Background: In 2021, Bodyguard Productions, Millennium Media, and several other film studios filed a lawsuit in a New Jersey federal court against RCN. The suit claims that RCN knowingly allowed its customers to illegally download 34 copyrighted movies, including Hellboy, Rambo V: Last Blood, and others.
The studios subpoenaed Reddit to turn over the "IP address registration and logs from 1/1/2016 to present, name, email address, and other account registration information" of nine Redditors. Its general basis for wanting the information was that it believed these users were involved with pirating movies through RCN because they had engaged in discussions on the subject.
After looking into the accounts, Reddit released some information on at least one user but said the rest were unrelated to the lawsuit. Its legal counsel claimed that the subpoena amounted to a "fishing expedition" and that Reddit would not violate users' First Amendment rights without solid evidence of their relevance to the case.
So last week, the plaintiffs filed a motion to compel with a California federal court. On Tuesday, Reddit's legal team responded with an opposition filing. In it, Reddit points out that the posts of the users in question are "completely irrelevant" to the lawsuit under litigation.
"Four of the seven users at issue do not appear to have ever even mentioned RCN, based on the evidence offered by Plaintiffs. They merely refer to 'my provider' or 'our ISP.' And those references are all made in a discussion about Comcast, not RCN. Two of the three remaining users did mention RCN but were discussing issues (such as their customer service experience) unrelated to copyright infringement or Plaintiffs' allegations.
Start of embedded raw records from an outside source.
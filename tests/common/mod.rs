#![allow(dead_code)]

use std::env;
use std::fs::File;
use std::io::Write;
use std::path::{Path, PathBuf};
use std::sync::OnceLock;

use log::LevelFilter;
use rowkit::{Table, TableOptions, create_table};
use tempfile::{TempDir, tempdir};

static LOGGER: OnceLock<()> = OnceLock::new();

/// Installs `env_logger` once per test binary; `rowkit` logs at info unless
/// `RUST_LOG` says otherwise.
pub fn init_logging() {
    LOGGER.get_or_init(|| {
        let mut builder = env_logger::Builder::from_env(env_logger::Env::default());
        if env::var("RUST_LOG").is_err() {
            builder.filter_module("rowkit", LevelFilter::Info);
        }
        let _ = builder.is_test(true).format_timestamp_millis().try_init();
    });
}

/// Scratch directory helper that cleans up files automatically on drop.
pub struct TestWorkspace {
    temp_dir: TempDir,
}

impl TestWorkspace {
    pub fn new() -> Self {
        Self {
            temp_dir: tempdir().expect("temp dir"),
        }
    }

    pub fn path(&self) -> &Path {
        self.temp_dir.path()
    }

    /// Writes `contents` into a file under the workspace and returns the path.
    pub fn write(&self, name: &str, contents: &str) -> PathBuf {
        let path = self.temp_dir.path().join(name);
        let mut file = File::create(&path).expect("create temp file");
        file.write_all(contents.as_bytes())
            .expect("write temp file contents");
        path
    }
}

/// Header plus data rows as borrowed strings.
pub fn rows(lines: &[&[&'static str]]) -> Vec<Vec<&'static str>> {
    lines.iter().map(|line| line.to_vec()).collect()
}

/// Builds a table from string rows with default options.
pub fn table_from(lines: &[&[&'static str]]) -> Table {
    init_logging();
    create_table(rows(lines), &TableOptions::new()).expect("create table")
}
And the final user vaguely mentioned RCN arguably in the context of copyright infringement once nine years ago, well beyond any arguably relevant timeframe for Plaintiffs' allegations."
Reddit's legal team also asserted that the plaintiffs' claim that these users were "very likely" referring to RCN is speculative, and the court should reject the argument.
"A single RCN competitor, Comcast, has more than thirty times RCN's market share," Reddit's rebuttal reads. "This context is important to understanding just how absurd it is for Plaintiffs to suggest that any mention of an unnamed ISP in a discussion about Comcast is 'very likely' discussing RCN. It's akin to suggesting that whenever a user mentions a 'car' on a Reddit discussion about Ford, they are 'very likely' talking about an Alfa Romeo."
Reddit also maintains that the information the plaintiffs are fishing for could be more readily and accurately compelled from the defendant, RCN, during discovery. The platform's lawyers claim that the court should not force their client to unmask its customers based on the plaintiffs' "wild guesses about which Reddit users might be RCN customers or might have engaged in copyright infringement at some point in the last decade."
Throughout Reddit's rebuttal, the legal team references several instances of case precedence that set a legal bar the studios fail to meet in their argument. Courts have already affirmed that the First Amendment covers online anonymity. They have also established that litigants cannot unmask users who have nothing to do with the lawsuit unless a "compelling need" outweighs the user's First Amendment rights, citing Rich v. Butowsky and Doe v. 2TheMart.com.
Lawyers for both sides are set to argue the motion in the Northern District Court of California in San Francisco on March 23.